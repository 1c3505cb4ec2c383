/// Q.931 4.5 Information element identifier, codeset 0
/// Single-octet elements carry their contents in the low nibble, which is masked off here
#[derive(Debug, Clone, Copy, PartialEq, Eq, Hash)]
#[repr(u8)]
pub enum IeId {
    SegmentedMessage = 0x00,
    BearerCapability = 0x04,
    Cause = 0x08,
    CallIdentity = 0x10,
    CallState = 0x14,
    ChannelIdentification = 0x18,
    Facility = 0x1C,
    ProgressIndicator = 0x1E,
    NetworkSpecificFacilities = 0x20,
    NotificationIndicator = 0x27,
    Display = 0x28,
    DateTime = 0x29,
    KeypadFacility = 0x2C,
    Signal = 0x34,
    ConnectedNumber = 0x4C,
    ConnectedSubaddress = 0x4D,
    CallingPartyNumber = 0x6C,
    CallingPartySubaddress = 0x6D,
    CalledPartyNumber = 0x70,
    CalledPartySubaddress = 0x71,
    RedirectingNumber = 0x74,
    TransitNetworkSelection = 0x78,
    RestartIndicator = 0x79,
    LowLayerCompatibility = 0x7C,
    HighLayerCompatibility = 0x7D,
    UserUser = 0x7E,
    Shift = 0x90,
    MoreData = 0xA0,
    SendingComplete = 0xA1,
    CongestionLevel = 0xB0,
    RepeatIndicator = 0xD0,
}

impl std::convert::TryFrom<u64> for IeId {
    type Error = ();
    fn try_from(x: u64) -> Result<Self, Self::Error> {
        match x {
            0x00 => Ok(IeId::SegmentedMessage),
            0x04 => Ok(IeId::BearerCapability),
            0x08 => Ok(IeId::Cause),
            0x10 => Ok(IeId::CallIdentity),
            0x14 => Ok(IeId::CallState),
            0x18 => Ok(IeId::ChannelIdentification),
            0x1C => Ok(IeId::Facility),
            0x1E => Ok(IeId::ProgressIndicator),
            0x20 => Ok(IeId::NetworkSpecificFacilities),
            0x27 => Ok(IeId::NotificationIndicator),
            0x28 => Ok(IeId::Display),
            0x29 => Ok(IeId::DateTime),
            0x2C => Ok(IeId::KeypadFacility),
            0x34 => Ok(IeId::Signal),
            0x4C => Ok(IeId::ConnectedNumber),
            0x4D => Ok(IeId::ConnectedSubaddress),
            0x6C => Ok(IeId::CallingPartyNumber),
            0x6D => Ok(IeId::CallingPartySubaddress),
            0x70 => Ok(IeId::CalledPartyNumber),
            0x71 => Ok(IeId::CalledPartySubaddress),
            0x74 => Ok(IeId::RedirectingNumber),
            0x78 => Ok(IeId::TransitNetworkSelection),
            0x79 => Ok(IeId::RestartIndicator),
            0x7C => Ok(IeId::LowLayerCompatibility),
            0x7D => Ok(IeId::HighLayerCompatibility),
            0x7E => Ok(IeId::UserUser),
            0x90 => Ok(IeId::Shift),
            0xA0 => Ok(IeId::MoreData),
            0xA1 => Ok(IeId::SendingComplete),
            0xB0 => Ok(IeId::CongestionLevel),
            0xD0 => Ok(IeId::RepeatIndicator),
            _ => Err(()),
        }
    }
}

impl IeId {
    /// Convert this enum back into the raw integer value
    pub fn into_raw(self) -> u64 {
        match self {
            IeId::SegmentedMessage => 0x00,
            IeId::BearerCapability => 0x04,
            IeId::Cause => 0x08,
            IeId::CallIdentity => 0x10,
            IeId::CallState => 0x14,
            IeId::ChannelIdentification => 0x18,
            IeId::Facility => 0x1C,
            IeId::ProgressIndicator => 0x1E,
            IeId::NetworkSpecificFacilities => 0x20,
            IeId::NotificationIndicator => 0x27,
            IeId::Display => 0x28,
            IeId::DateTime => 0x29,
            IeId::KeypadFacility => 0x2C,
            IeId::Signal => 0x34,
            IeId::ConnectedNumber => 0x4C,
            IeId::ConnectedSubaddress => 0x4D,
            IeId::CallingPartyNumber => 0x6C,
            IeId::CallingPartySubaddress => 0x6D,
            IeId::CalledPartyNumber => 0x70,
            IeId::CalledPartySubaddress => 0x71,
            IeId::RedirectingNumber => 0x74,
            IeId::TransitNetworkSelection => 0x78,
            IeId::RestartIndicator => 0x79,
            IeId::LowLayerCompatibility => 0x7C,
            IeId::HighLayerCompatibility => 0x7D,
            IeId::UserUser => 0x7E,
            IeId::Shift => 0x90,
            IeId::MoreData => 0xA0,
            IeId::SendingComplete => 0xA1,
            IeId::CongestionLevel => 0xB0,
            IeId::RepeatIndicator => 0xD0,
        }
    }
}

impl From<IeId> for u64 {
    fn from(e: IeId) -> Self {
        e.into_raw()
    }
}

impl core::fmt::Display for IeId {
    fn fmt(&self, f: &mut core::fmt::Formatter<'_>) -> core::fmt::Result {
        match self {
            IeId::SegmentedMessage => write!(f, "SegmentedMessage"),
            IeId::BearerCapability => write!(f, "BearerCapability"),
            IeId::Cause => write!(f, "Cause"),
            IeId::CallIdentity => write!(f, "CallIdentity"),
            IeId::CallState => write!(f, "CallState"),
            IeId::ChannelIdentification => write!(f, "ChannelIdentification"),
            IeId::Facility => write!(f, "Facility"),
            IeId::ProgressIndicator => write!(f, "ProgressIndicator"),
            IeId::NetworkSpecificFacilities => write!(f, "NetworkSpecificFacilities"),
            IeId::NotificationIndicator => write!(f, "NotificationIndicator"),
            IeId::Display => write!(f, "Display"),
            IeId::DateTime => write!(f, "DateTime"),
            IeId::KeypadFacility => write!(f, "KeypadFacility"),
            IeId::Signal => write!(f, "Signal"),
            IeId::ConnectedNumber => write!(f, "ConnectedNumber"),
            IeId::ConnectedSubaddress => write!(f, "ConnectedSubaddress"),
            IeId::CallingPartyNumber => write!(f, "CallingPartyNumber"),
            IeId::CallingPartySubaddress => write!(f, "CallingPartySubaddress"),
            IeId::CalledPartyNumber => write!(f, "CalledPartyNumber"),
            IeId::CalledPartySubaddress => write!(f, "CalledPartySubaddress"),
            IeId::RedirectingNumber => write!(f, "RedirectingNumber"),
            IeId::TransitNetworkSelection => write!(f, "TransitNetworkSelection"),
            IeId::RestartIndicator => write!(f, "RestartIndicator"),
            IeId::LowLayerCompatibility => write!(f, "LowLayerCompatibility"),
            IeId::HighLayerCompatibility => write!(f, "HighLayerCompatibility"),
            IeId::UserUser => write!(f, "UserUser"),
            IeId::Shift => write!(f, "Shift"),
            IeId::MoreData => write!(f, "MoreData"),
            IeId::SendingComplete => write!(f, "SendingComplete"),
            IeId::CongestionLevel => write!(f, "CongestionLevel"),
            IeId::RepeatIndicator => write!(f, "RepeatIndicator"),
        }
    }
}

impl IeId {
    /// Single-octet elements have bit 8 set and no length octet
    pub fn is_single_octet(self) -> bool {
        self.into_raw() & 0x80 != 0
    }

    /// Identifier octets 0000xxxx mark elements the receiver must comprehend
    pub fn is_comprehension_required(raw: u8) -> bool {
        raw & 0xF0 == 0
    }

    /// Strip the contents nibble from a single-octet element.
    /// Type 2 elements (1010xxxx) use the whole octet as identifier.
    pub fn single_octet_id(octet: u8) -> u8 {
        if octet & 0xF0 == 0xA0 { octet } else { octet & 0xF0 }
    }
}

#[cfg(test)]
mod tests {
    use super::*;

    #[test]
    fn test_single_octet_ids() {
        assert_eq!(IeId::single_octet_id(0x96), 0x90);
        assert_eq!(IeId::single_octet_id(0xA1), 0xA1);
        assert_eq!(IeId::single_octet_id(0xBF), 0xB0);
        assert!(IeId::Shift.is_single_octet());
        assert!(!IeId::Cause.is_single_octet());
        assert!(IeId::is_comprehension_required(IeId::BearerCapability.into_raw() as u8));
        assert!(!IeId::is_comprehension_required(IeId::Display.into_raw() as u8));
    }
}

_ _ _

- **Activity**
Search the entries for the word "HighLayerCompatibility". Copy each line where it appears.

- **Written answer**
    HighLayerCompatibility = 0x7D,
            0x7D => Ok(IeId::HighLayerCompatibility),
            IeId::HighLayerCompatibility => 0x7D,
            IeId::HighLayerCompatibility => write!(f, "HighLayerCompatibility"),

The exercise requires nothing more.